Christine Fletcher, former National minister and current Auckland councillor, announced she would be Tamihere's running mate and deputy designate when he announced his mayoral bid in January.
During a heated mayoral debate on Tuesday night at Chapel Bar in Ponsonby, a 20-second edited video showed Tamihere responding to Goff's comment about enjoying Auckland for its multiculturalism with the words: "I say sieg heil to that."
"I love this city for its diversity and we won't put up with the sort of nonsense that we get from racists coming into this country to tell us that multiculturalism doesn't work," Goff says.
Host Martyn Bradbury then asks Tamihere what he wishes for the grandchildren of Auckland to which he replies: "I say sieg heil to that."
Fletcher today announced on her Facebook page that nine months ago she promised to support Tamihere in his bid for mayor of Auckland.
"I continue to support John and believe he will be a strong mayor for Auckland but advised him today, Suffrage Day, that his recent comments were hurtful. He is respectful of my position."
She explained how her late father, Ted Lees, was a veteran of World War II and the battle of Monte Cassino.
"He fought for freedom and truth. My friend and colleague John Tamihere passionately believes in freedom of speech. I support this but feel in the heat of a recent debate he erred.
"I know the immense hurt the Holocaust inflicted upon our world and multi generations of Jewish families. No one can imagine the pain of the genocide of 6 million European Jewish people and other victims of Nazi persecution. In all 11 million people were killed."
She pushed for the Auckland Jewish Community's wish for Auckland Council to allow a memorial to the Holocaust to be created in the Auckland Domain.
"Now is the time to make this happen. We need education and understanding that our world must never again allow an event of this kind to occur."
The Holocaust Centre of New Zealand also today condemned Tamihere for his choice of words after getting feedback from their members who were now in fear.

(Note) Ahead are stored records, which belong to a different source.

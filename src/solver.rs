mod dispatch;
mod init;

use crate::{
    config::SolverConfig, graph::FlowNetwork, sync::thread, types::Flow, worklist::Worklist,
};
use log::{debug, error};
#[cfg(feature = "loom")]
use std::sync::Arc;
use thiserror::Error;

/// Error returned by [`FlowNetwork::max_flow`] when the worker pool did not
/// reach quiescence cleanly.
#[derive(Debug, Error, Clone, PartialEq, Eq)]
#[non_exhaustive]
pub enum SolverError {
    /// One or more workers stopped mid-run, typically by panicking on a
    /// tripped invariant assertion. The partial result is discarded rather
    /// than reported.
    #[error("{failed} worker(s) stopped before the pool reached quiescence")]
    WorkerStopped {
        /// Number of workers whose join reported a failure.
        failed: usize,
    },
}

/// Releases the holder's active-worker slot when dropped.
///
/// Created right after a successful pop, so a worker that unwinds
/// mid-dispatch still broadcasts its exit and cannot strand the rest of the
/// pool in a wait nobody will signal.
struct DispatchGuard<'a>(&'a Worklist);

impl Drop for DispatchGuard<'_> {
    fn drop(&mut self) {
        self.0.finish_dispatch();
    }
}

impl FlowNetwork {
    /// Computes the maximum flow from the source to the sink.
    ///
    /// Seeds the initial preflow, runs a fixed pool of
    /// `config.workers` threads until the worklist is empty and no worker
    /// is mid-dispatch, and returns the excess accumulated at the sink.
    /// Calling this again on an already-solved network is a no-op that
    /// returns the same value.
    ///
    /// # Errors
    /// If any worker stopped before the pool reached quiescence; no flow
    /// value is reported in that case.
    #[cfg(not(feature = "loom"))]
    pub fn max_flow(&self, config: &SolverConfig) -> Result<Flow, SolverError> {
        self.initialize_preflow();
        let failed = thread::scope(|scope| {
            let workers: Vec<_> = (0..config.workers.get())
                .map(|_| scope.spawn(|| self.worker_loop()))
                .collect();
            workers
                .into_iter()
                .map(|worker| worker.join())
                .filter(Result::is_err)
                .count()
        });
        self.collect_result(failed)
    }

    /// Loom-testable version of `max_flow`. The model checker has no scoped
    /// threads, so every worker carries its own handle to the network.
    #[cfg(feature = "loom")]
    pub fn max_flow(self: Arc<Self>, config: &SolverConfig) -> Result<Flow, SolverError> {
        self.initialize_preflow();
        let workers: Vec<_> = (0..config.workers.get())
            .map(|_| {
                let network = Arc::clone(&self);
                thread::spawn(move || network.worker_loop())
            })
            .collect();
        let failed = workers
            .into_iter()
            .map(|worker| worker.join())
            .filter(Result::is_err)
            .count();
        self.collect_result(failed)
    }

    fn collect_result(&self, failed: usize) -> Result<Flow, SolverError> {
        if failed > 0 {
            error!("{failed} worker(s) stopped mid-run; discarding the partial result");
            return Err(SolverError::WorkerStopped { failed });
        }
        let flow = self.excess(self.sink());
        debug!("pool reached quiescence, sink excess = {flow}");
        Ok(flow)
    }

    /// Pop-dispatch-repeat until the termination test fires: worklist empty
    /// and no worker inside a dispatch.
    fn worker_loop(&self) {
        while let Some(node) = self.worklist.take_or_wait() {
            let _active = DispatchGuard(&self.worklist);
            self.dispatch(node);
        }
    }
}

"We have members of our community telling us that the New Zealand we have today is starting to feel eerily similar to how it felt to be in Europe in the 1930s," chief executive Chris Harris said.
"This has been an increasing pattern since the Christchurch terrorist attacks on 15 March this year. We cannot allow that to continue."
He was also concerned at the "casual nature" with which Tamihere used the words.
"Mr Tamihere uses Nazi language – the language of race hatred – in a throwaway manner. It is deeply irresponsible and incites hate in one of the world's most ethnically diverse cities.
"It is utterly unacceptable for a public figure to evoke Hitler and the Nazis as Mr Tamihere is doing."
When questioned by the Herald what he meant by using those words, Tamihere said he was calling Goff a dictator in regards to the conversation they had 12 minutes earlier about controversial right wing activists Lauren Southern and Stefan Molyneux's attempt to visit New Zealand.
"I think Aucklanders and Kiwis are grown up enough to determine who they can listen to and why and that we would as New Zealanders give them the opprobrium they justly deserve, but here's the thing. Who determines whether you can think something, speak something and engage in something and who says that it's hate speech?"
"Sieg Heil to a guy that acts like Hitler is fair enough in a debate."
Goff said he was shocked by Tamihere's choice of words and wasn't sure what he meant by them.
When told it was in the context of the Molyneux debate, he said he didn't have the power to ban them but stood by his comments at the time that he opposed what they were wanting to say.
"It was really weird, I was pretty astounded when he said it, and personally I couldn't understand why he would say something like that.
"It's not the sort of thing that you would expect from a contender for the Auckland mayoralty."